The Rams always are dangerous because of Sean McVay’s coaching and their Super Bowl experience. But now he must operate his offense without Gurley and Brandin Cooks, trying to find sources of explosiveness to boost a leveled-off Jared Goff. Defensively, in between Aaron Donald and Jalen Ramsey, there enough issues to limit L.A. to .500.
Neither writer at USA Today expected LA in the postseason.
Something called Chat Sports (with 226k subs) picked the Rams to finish in last place in the division at 7-9.

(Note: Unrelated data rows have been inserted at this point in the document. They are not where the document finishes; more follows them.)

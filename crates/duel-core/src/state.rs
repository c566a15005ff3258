//! State answers and roster bounds.

use crate::action::PlayerId;

/// `state_type` reserved for "what is my seat?".
pub const IDENTITY_QUERY: i32 = -1;

/// Answer to a `get_state` call.
///
/// `S` is the game-specific snapshot type.
#[derive(Debug, Clone, PartialEq, Eq)]
pub enum GameState<S> {
    /// Answer to an [`IDENTITY_QUERY`]: the asking player's seat,
    /// or [`PlayerId::UNSEATED`] if the game does not know the player.
    Identity(PlayerId),

    /// Game-specific view of the state, as visible to the asking player.
    Snapshot(S),
}

impl<S> GameState<S> {
    pub fn identity(&self) -> Option<PlayerId> {
        match self {
            GameState::Identity(id) => Some(*id),
            GameState::Snapshot(_) => None,
        }
    }

    pub fn into_snapshot(self) -> Option<S> {
        match self {
            GameState::Snapshot(s) => Some(s),
            GameState::Identity(_) => None,
        }
    }
}

/// How many players a game accepts.
#[derive(Debug, Clone, Copy, PartialEq, Eq)]
pub struct PlayerBounds {
    pub min: usize,
    pub max: usize,

    /// Whether the roster may contain empty seats.
    pub empty_seats_allowed: bool,
}

impl PlayerBounds {
    /// Exactly `n` players, no empty seats.
    pub const fn exactly(n: usize) -> Self {
        PlayerBounds {
            min: n,
            max: n,
            empty_seats_allowed: false,
        }
    }

    /// Whether `id` names a seat that can exist under these bounds.
    pub fn admits(&self, id: PlayerId) -> bool {
        id.index().is_some_and(|i| i < self.max)
    }
}
//! duel-net
//!
//! Plays a game across a TCP link. Each side of the link sees a local
//! stand-in for the other:
//!
//! - [`ProxyPlayer`] sits in the host's roster in place of the remote
//!   player and forwards lifecycle callbacks down the wire;
//! - [`ProxyGame`] is the remote player's handle on the host's game and
//!   forwards actions and state queries up the wire.
//!
//! Both sit on a [`Transport`]: one line-oriented TCP connection found by
//! probing a window of consecutive ports.

pub mod config;
pub mod error;
pub mod types;
pub mod transport;
pub mod proxy_game;
pub mod proxy_player;

pub use config::{NetConfig, DEFAULT_HOST, PORT_WINDOW};
pub use error::NetError;
pub use transport::Transport;
pub use proxy_game::{LinkStatus, ProxyGame};
pub use proxy_player::{ProxyPlayer, MOVE_REQUEST_PACING};
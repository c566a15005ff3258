//! Error types for the core engine.
//!
//! Rule violations (illegal or out-of-turn moves, disallowed quits) are not
//! errors: they are reported to the offending player through its lifecycle
//! callbacks. Errors here cover roster setup and state queries.

use thiserror::Error;

use crate::action::PlayerId;

/// Why a roster was rejected by `set_players`.
///
/// The `Display` text is meant to be shown to whoever is setting the game
/// up; the caller is responsible for aborting startup.
#[derive(Debug, Clone, PartialEq, Eq, Error)]
pub enum SetupError {
    #[error("no players selected")]
    NoPlayers,

    #[error("all player-slots must be filled")]
    EmptySeat,

    #[error("not enough players for the game (need {min}, got {got})")]
    NotEnoughPlayers { min: usize, got: usize },

    #[error("too many players for the game (at most {max}, got {got})")]
    TooManyPlayers { max: usize, got: usize },

    #[error("players have already been seated")]
    AlreadySeated,
}

/// Why a `get_state` call could not be answered.
#[derive(Debug, Clone, PartialEq, Eq, Error)]
pub enum StateError {
    /// The game is a proxy for a single local player and was asked on
    /// behalf of someone else.
    #[error("player {0} is not hosted by this game")]
    ForeignPlayer(PlayerId),

    /// A proxy supports one outstanding state request at a time.
    #[error("a state request is already in flight")]
    RequestInFlight,

    #[error("not connected to the remote game")]
    NotConnected,
}
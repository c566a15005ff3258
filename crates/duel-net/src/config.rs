//! Network configuration.
//!
//! Defaults can be overridden through a few environment variables:
//!
//! - `DUEL_HOST`        (default: "127.0.0.1") host a joining side dials
//! - `DUEL_BASE_PORT`   (default: the game codec's base port)
//! - `DUEL_PORT_WINDOW` (default: "50") consecutive ports probed

use std::env;
use std::fmt::Display;
use std::str::FromStr;

use crate::error::NetError;

pub const DEFAULT_HOST: &str = "127.0.0.1";

/// Number of consecutive ports probed from the base port.
pub const PORT_WINDOW: u16 = 50;

#[derive(Debug, Clone, PartialEq, Eq)]
pub struct NetConfig {
    /// Host a joining side connects to. The hosting side always listens
    /// on every interface.
    pub host: String,

    /// First candidate port. Must match on both sides.
    pub base_port: u16,

    /// How many ports, starting at `base_port`, are tried.
    pub port_window: u16,
}

impl NetConfig {
    pub fn new(base_port: u16) -> Self {
        NetConfig {
            host: DEFAULT_HOST.to_string(),
            base_port,
            port_window: PORT_WINDOW,
        }
    }

    /// Construct from environment variables, falling back to defaults.
    /// `base_port` is the game's own default.
    pub fn from_env(base_port: u16) -> Result<Self, NetError> {
        let host = env::var("DUEL_HOST").unwrap_or_else(|_| DEFAULT_HOST.to_string());
        let base_port = read_env_or_default("DUEL_BASE_PORT", base_port)?;
        let port_window = read_env_or_default("DUEL_PORT_WINDOW", PORT_WINDOW)?;

        Ok(NetConfig {
            host,
            base_port,
            port_window,
        })
    }

    pub fn with_host(mut self, host: impl Into<String>) -> Self {
        self.host = host.into();
        self
    }

    pub fn with_base_port(mut self, base_port: u16) -> Self {
        self.base_port = base_port;
        self
    }

    pub fn with_port_window(mut self, port_window: u16) -> Self {
        self.port_window = port_window;
        self
    }

    /// The candidate ports, in probing order. Stops short at `u16::MAX`.
    pub fn candidate_ports(&self) -> impl Iterator<Item = u16> {
        candidate_ports(self.base_port, self.port_window)
    }
}

pub(crate) fn candidate_ports(base_port: u16, window: u16) -> impl Iterator<Item = u16> {
    (0..window).map_while(move |delta| base_port.checked_add(delta))
}

fn read_env_or_default<T>(key: &str, default: T) -> Result<T, NetError>
where
    T: FromStr,
    T::Err: Display,
{
    match env::var(key) {
        Ok(val) => val.parse::<T>().map_err(|e| NetError::Config {
            key: key.to_string(),
            value: val.clone(),
            reason: e.to_string(),
        }),
        Err(_) => Ok(default),
    }
}
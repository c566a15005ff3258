// crates/duel-core/tests/common/mod.rs
//
// Shared fixtures: a tiny counting game, a player that records every
// callback, and a game double that records every action.

#![allow(dead_code)]

use std::sync::atomic::{AtomicBool, AtomicI32, Ordering};
use std::sync::{Arc, Mutex};
use std::time::Duration;

use async_trait::async_trait;
use duel_core::{
    Action, Engine, Game, GameOutcome, GamePlayer, GameRef, GameRules, GameState, PlayerBounds,
    PlayerId, PlayerRef, SetupError, StateError, TimerId,
};
use tokio::task::JoinHandle;

/// Players alternately add 1..=3 to a running total; the game ends once
/// the total reaches `target`.
#[derive(Debug)]
pub struct CountingRules {
    pub target: u32,
    pub total: u32,
    pub turn: usize,
    pub players: usize,
    pub quit_allowed: bool,
    pub any_turn: bool,
    pub applied: Vec<(PlayerId, u32)>,
    pub timer_events: u32,
    pub initialized: bool,
    pub ready_hook_ran: bool,
    pub bounds: PlayerBounds,
}

impl CountingRules {
    pub fn new(target: u32) -> Self {
        CountingRules {
            target,
            total: 0,
            turn: 0,
            players: 2,
            quit_allowed: true,
            any_turn: false,
            applied: Vec::new(),
            timer_events: 0,
            initialized: false,
            ready_hook_ran: false,
            bounds: PlayerBounds::exactly(2),
        }
    }

    pub fn starting_with(mut self, seat: usize) -> Self {
        self.turn = seat;
        self
    }

    pub fn without_quit(mut self) -> Self {
        self.quit_allowed = false;
        self
    }

    /// Anyone may move at any time; used to observe raw queue order.
    pub fn free_for_all(mut self) -> Self {
        self.any_turn = true;
        self
    }

    pub fn with_bounds(mut self, bounds: PlayerBounds) -> Self {
        self.bounds = bounds;
        self
    }
}

impl GameRules for CountingRules {
    type Move = u32;
    type State = u32;

    fn player_bounds(&self) -> PlayerBounds {
        self.bounds
    }

    fn initialize_game(&mut self, player_count: usize) {
        self.players = player_count;
        self.initialized = true;
    }

    fn perform_after_all_are_ready(&mut self) {
        self.ready_hook_ran = true;
    }

    fn game_over(&self) -> bool {
        self.total >= self.target
    }

    fn can_move(&self, player: PlayerId) -> bool {
        self.any_turn || player.index() == Some(self.turn)
    }

    fn can_quit(&self, _player: PlayerId) -> bool {
        self.quit_allowed
    }

    fn make_move(&mut self, player: PlayerId, mv: &u32) -> bool {
        if !(1..=3).contains(mv) && !self.any_turn {
            return false;
        }
        self.total += mv;
        self.applied.push((player, *mv));
        self.turn = (self.turn + 1) % self.players.max(1);
        true
    }

    fn game_state(&self, _player: PlayerId, _state_type: i32) -> u32 {
        self.total
    }

    fn handle_timer_event(&mut self, _timer: TimerId) -> bool {
        self.timer_events += 1;
        false
    }
}

#[derive(Debug, Clone, PartialEq, Eq)]
pub enum Event {
    SetGame(PlayerId),
    RequestMove,
    NotYourMove,
    TimeToQuit,
    InvalidRequest,
    IllegalMove,
    GameIsOver,
    StateChanged,
    FinishUp,
}

/// Records every callback; optionally answers quit notifications.
pub struct RecordingPlayer {
    events: Mutex<Vec<Event>>,
    game: Mutex<Option<GameRef<u32, u32>>>,
    id: AtomicI32,
    ready: AtomicBool,
    auto_ack: bool,
}

impl RecordingPlayer {
    pub fn new() -> Arc<Self> {
        Self::build(true, true)
    }

    /// Does not answer `time_to_quit` / `game_is_over` by itself.
    pub fn silent() -> Arc<Self> {
        Self::build(true, false)
    }

    pub fn not_ready() -> Arc<Self> {
        Self::build(false, true)
    }

    fn build(ready: bool, auto_ack: bool) -> Arc<Self> {
        Arc::new(RecordingPlayer {
            events: Mutex::new(Vec::new()),
            game: Mutex::new(None),
            id: AtomicI32::new(-1),
            ready: AtomicBool::new(ready),
            auto_ack,
        })
    }

    pub fn set_ready(&self, ready: bool) {
        self.ready.store(ready, Ordering::SeqCst);
    }

    pub fn events(&self) -> Vec<Event> {
        self.events.lock().unwrap().clone()
    }

    pub fn count(&self, event: &Event) -> usize {
        self.events().iter().filter(|e| *e == event).count()
    }

    pub fn saw(&self, event: &Event) -> bool {
        self.count(event) > 0
    }

    pub fn send(&self, action: Action<u32>) {
        let game = self.game.lock().unwrap().clone();
        game.expect("player not bound to a game").apply_action(action);
    }

    fn record(&self, event: Event) {
        self.events.lock().unwrap().push(event);
    }

    fn ack(&self) {
        if self.auto_ack {
            self.send(Action::QuitAck { source: self.id() });
        }
    }
}

impl GamePlayer<u32, u32> for RecordingPlayer {
    fn set_game(&self, game: GameRef<u32, u32>, id: PlayerId) {
        *self.game.lock().unwrap() = Some(game);
        self.id.store(id.0, Ordering::SeqCst);
        self.record(Event::SetGame(id));
    }

    fn request_move(&self) {
        self.record(Event::RequestMove);
    }

    fn not_your_move(&self) {
        self.record(Event::NotYourMove);
    }

    fn time_to_quit(&self) {
        self.record(Event::TimeToQuit);
        self.ack();
    }

    fn invalid_request(&self) {
        self.record(Event::InvalidRequest);
    }

    fn illegal_move(&self) {
        self.record(Event::IllegalMove);
    }

    fn game_is_over(&self) {
        self.record(Event::GameIsOver);
        self.ack();
    }

    fn state_changed(&self) {
        self.record(Event::StateChanged);
    }

    fn finish_up(&self) {
        self.record(Event::FinishUp);
    }

    fn id(&self) -> PlayerId {
        PlayerId(self.id.load(Ordering::SeqCst))
    }

    fn is_ready(&self) -> bool {
        self.ready.load(Ordering::SeqCst)
    }
}

/// Game double that only records what it is sent.
pub struct RecordingGame {
    pub actions: Mutex<Vec<Action<u32>>>,
    pub bounds: PlayerBounds,
}

impl RecordingGame {
    pub fn new() -> Arc<Self> {
        Arc::new(RecordingGame {
            actions: Mutex::new(Vec::new()),
            bounds: PlayerBounds::exactly(2),
        })
    }

    pub fn actions(&self) -> Vec<Action<u32>> {
        self.actions.lock().unwrap().clone()
    }
}

#[async_trait]
impl Game<u32, u32> for RecordingGame {
    fn apply_action(&self, action: Action<u32>) {
        self.actions.lock().unwrap().push(action);
    }

    async fn get_state(&self, _player: PlayerId, _state_type: i32) -> Result<GameState<u32>, StateError> {
        Ok(GameState::Snapshot(42))
    }

    fn set_players(&self, _players: Vec<Option<PlayerRef<u32, u32>>>) -> Result<(), SetupError> {
        Ok(())
    }

    async fn play_game(&self) -> GameOutcome {
        GameOutcome::Remote
    }

    fn player_bounds(&self) -> PlayerBounds {
        self.bounds
    }
}

/// Seat `players` in order and hand each its game.
pub fn seat(game: &GameRef<u32, u32>, players: &[Arc<RecordingPlayer>]) {
    let roster: Vec<Option<PlayerRef<u32, u32>>> = players
        .iter()
        .map(|p| Some(Arc::clone(p) as PlayerRef<u32, u32>))
        .collect();
    game.set_players(roster).expect("roster rejected");
    for (i, p) in players.iter().enumerate() {
        p.set_game(Arc::clone(game), PlayerId::from_index(i));
    }
}

/// Poll `cond` every 10 ms for up to 5 s.
pub async fn eventually(mut cond: impl FnMut() -> bool) -> bool {
    for _ in 0..500 {
        if cond() {
            return true;
        }
        tokio::time::sleep(Duration::from_millis(10)).await;
    }
    cond()
}

/// Engine over `rules`, plus the same engine as a `GameRef`.
pub fn table(rules: CountingRules) -> (Arc<Engine<CountingRules>>, GameRef<u32, u32>) {
    let engine = Arc::new(Engine::new(rules));
    let game: GameRef<u32, u32> = engine.clone();
    (engine, game)
}

/// Run `play_game` on its own task.
pub fn start(engine: &Arc<Engine<CountingRules>>) -> JoinHandle<GameOutcome> {
    let engine = Arc::clone(engine);
    tokio::spawn(async move { engine.play_game().await })
}

/// Poll the rules every 10 ms for up to 5 s.
pub async fn eventually_rules(
    engine: &Engine<CountingRules>,
    cond: impl Fn(&CountingRules) -> bool,
) -> bool {
    for _ in 0..500 {
        if engine.inspect(&cond).await {
            return true;
        }
        tokio::time::sleep(Duration::from_millis(10)).await;
    }
    engine.inspect(&cond).await
}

At SI, Jenny Vrentas and Conor Orr had LA making it to the divisional round as a wild card, Gary Gramling had them making it that far as the NFC West champs. Gramling had this to say about his pick:
The Lions and Rams will topple last year’s 13-win teams to win their respective divisions. In the Rams’ case, it has a bit to do with the injury-ravaged 49ers. But it also has a lot to do with their coach, who is both good at coaching as well as youthful and handsome, and because of some luck finally comes their way. Ty Schalter had a great breakdown of “coin-flip games” over at FiveThirtyEight last year—games in which each team had more than a 40% win probability in the final five minutes of regulation, much more telling than “one-possession wins”—and the Rams were 0–4 in those games (and yet still would have been the NFC’s seventh seed if it had existed).
Danny Kelly was the only writer at The Ringer to pick the Rams to make the postseason, and as a wild card.
The LA Rams are guaranteed to finish above .500 but they are not guaranteed to win the division or to win a playoff game and to make a run at it. Let this be a reminder that there are still skeptics out there. Skeptics worth proving wrong.